[Collected data entries]
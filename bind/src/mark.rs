//! Positions in the source stream.

use std::{fmt, sync::Arc};

use saphyr_parser::Marker;

/// The stream name used when the caller does not provide one.
pub const DEFAULT_STREAM_NAME: &str = "<unicode string>";

/// Characters that end a line when rendering a snippet.
fn is_snippet_break(c: char) -> bool {
    matches!(
        c,
        '\0' | '\r' | '\n' | '\u{85}' | '\u{2028}' | '\u{2029}'
    )
}

/// An immutable position in a named input stream.
///
/// Lines and columns are 0-based. The index counts characters from the start of the stream, not
/// from the start of the document within the stream.
///
/// A `Mark` may hold a shared reference to the full source text, in which case
/// [`Self::get_snippet`] is able to render the line surrounding the position.
///
/// # Warning
/// Equality comparisons **ignore** the attached source buffer.
#[derive(Clone, Debug)]
pub struct Mark {
    name: Arc<str>,
    index: usize,
    line: usize,
    column: usize,
    source: Option<Arc<str>>,
}

impl Mark {
    /// Create a new mark without any source attached.
    #[must_use]
    pub fn new(name: impl Into<Arc<str>>, index: usize, line: usize, column: usize) -> Self {
        Self {
            name: name.into(),
            index,
            line,
            column,
            source: None,
        }
    }

    /// Convert a [`Marker`] emitted by the parser.
    ///
    /// The parser counts lines from 1. They are shifted so that the first line is 0.
    #[must_use]
    pub fn from_marker(name: &Arc<str>, marker: &Marker, source: Option<&Arc<str>>) -> Self {
        Self {
            name: Arc::clone(name),
            index: marker.index(),
            line: marker.line().saturating_sub(1),
            column: marker.col(),
            source: source.map(Arc::clone),
        }
    }

    /// Attach the source text to the mark (builder-style).
    #[must_use]
    pub fn with_source(mut self, source: Arc<str>) -> Self {
        self.source = Some(source);
        self
    }

    /// Return the name of the stream this mark points into.
    #[must_use]
    pub fn name(&self) -> &str {
        &self.name
    }

    /// Return the character offset from the start of the stream.
    #[must_use]
    pub fn index(&self) -> usize {
        self.index
    }

    /// Return the 0-based line.
    #[must_use]
    pub fn line(&self) -> usize {
        self.line
    }

    /// Return the 0-based column.
    #[must_use]
    pub fn column(&self) -> usize {
        self.column
    }

    /// Return whether `self` and `other` designate the same position of the same stream.
    #[must_use]
    pub fn same_position(&self, other: &Mark) -> bool {
        self.name == other.name && self.line == other.line && self.column == other.column
    }

    /// Render the source line surrounding the mark, with a caret under the marked character.
    ///
    /// The line is indented by `indent` spaces. If it is longer than `max_length` characters, it
    /// is trimmed on either side of the mark and the elided parts are replaced with `" ... "`.
    ///
    /// # Return
    /// Returns [`None`] if no source is attached to the mark.
    #[must_use]
    pub fn get_snippet(&self, indent: usize, max_length: usize) -> Option<String> {
        let source = self.source.as_deref()?;
        let chars: Vec<char> = source.chars().collect();
        let pointer = self.index.min(chars.len());
        let too_long = |distance: usize| 2 * distance + 2 > max_length;

        let mut head = "";
        let mut start = pointer;
        while start > 0 && !is_snippet_break(chars[start - 1]) {
            start -= 1;
            if too_long(pointer - start) {
                head = " ... ";
                start = (start + 5).min(pointer);
                break;
            }
        }

        let mut tail = "";
        let mut end = pointer;
        while end < chars.len() && !is_snippet_break(chars[end]) {
            end += 1;
            if too_long(end - pointer) {
                tail = " ... ";
                end = end.saturating_sub(5).max(pointer);
                break;
            }
        }

        let snippet: String = chars[start..end].iter().collect();
        Some(format!(
            "{}{head}{snippet}{tail}\n{}^",
            " ".repeat(indent),
            " ".repeat(indent + pointer - start + head.len())
        ))
    }
}

impl PartialEq for Mark {
    fn eq(&self, other: &Self) -> bool {
        self.name == other.name
            && self.index == other.index
            && self.line == other.line
            && self.column == other.column
    }
}

impl Eq for Mark {}

impl Default for Mark {
    fn default() -> Self {
        Self::new(DEFAULT_STREAM_NAME, 0, 0, 0)
    }
}

impl fmt::Display for Mark {
    fn fmt(&self, f: &mut fmt::Formatter<'_>) -> fmt::Result {
        write!(
            f,
            "in \"{}\", line {}, column {}",
            self.name,
            self.line + 1,
            self.column + 1
        )?;
        if let Some(snippet) = self.get_snippet(4, 75) {
            write!(f, ":\n{snippet}")?;
        }
        Ok(())
    }
}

- Brief: Where does the word "attached" appear in the records above? Return every line that holds it.

- Output of the task:
/// Equality comparisons **ignore** the attached source buffer.
    /// Create a new mark without any source attached.
    /// Returns [`None`] if no source is attached to the mark.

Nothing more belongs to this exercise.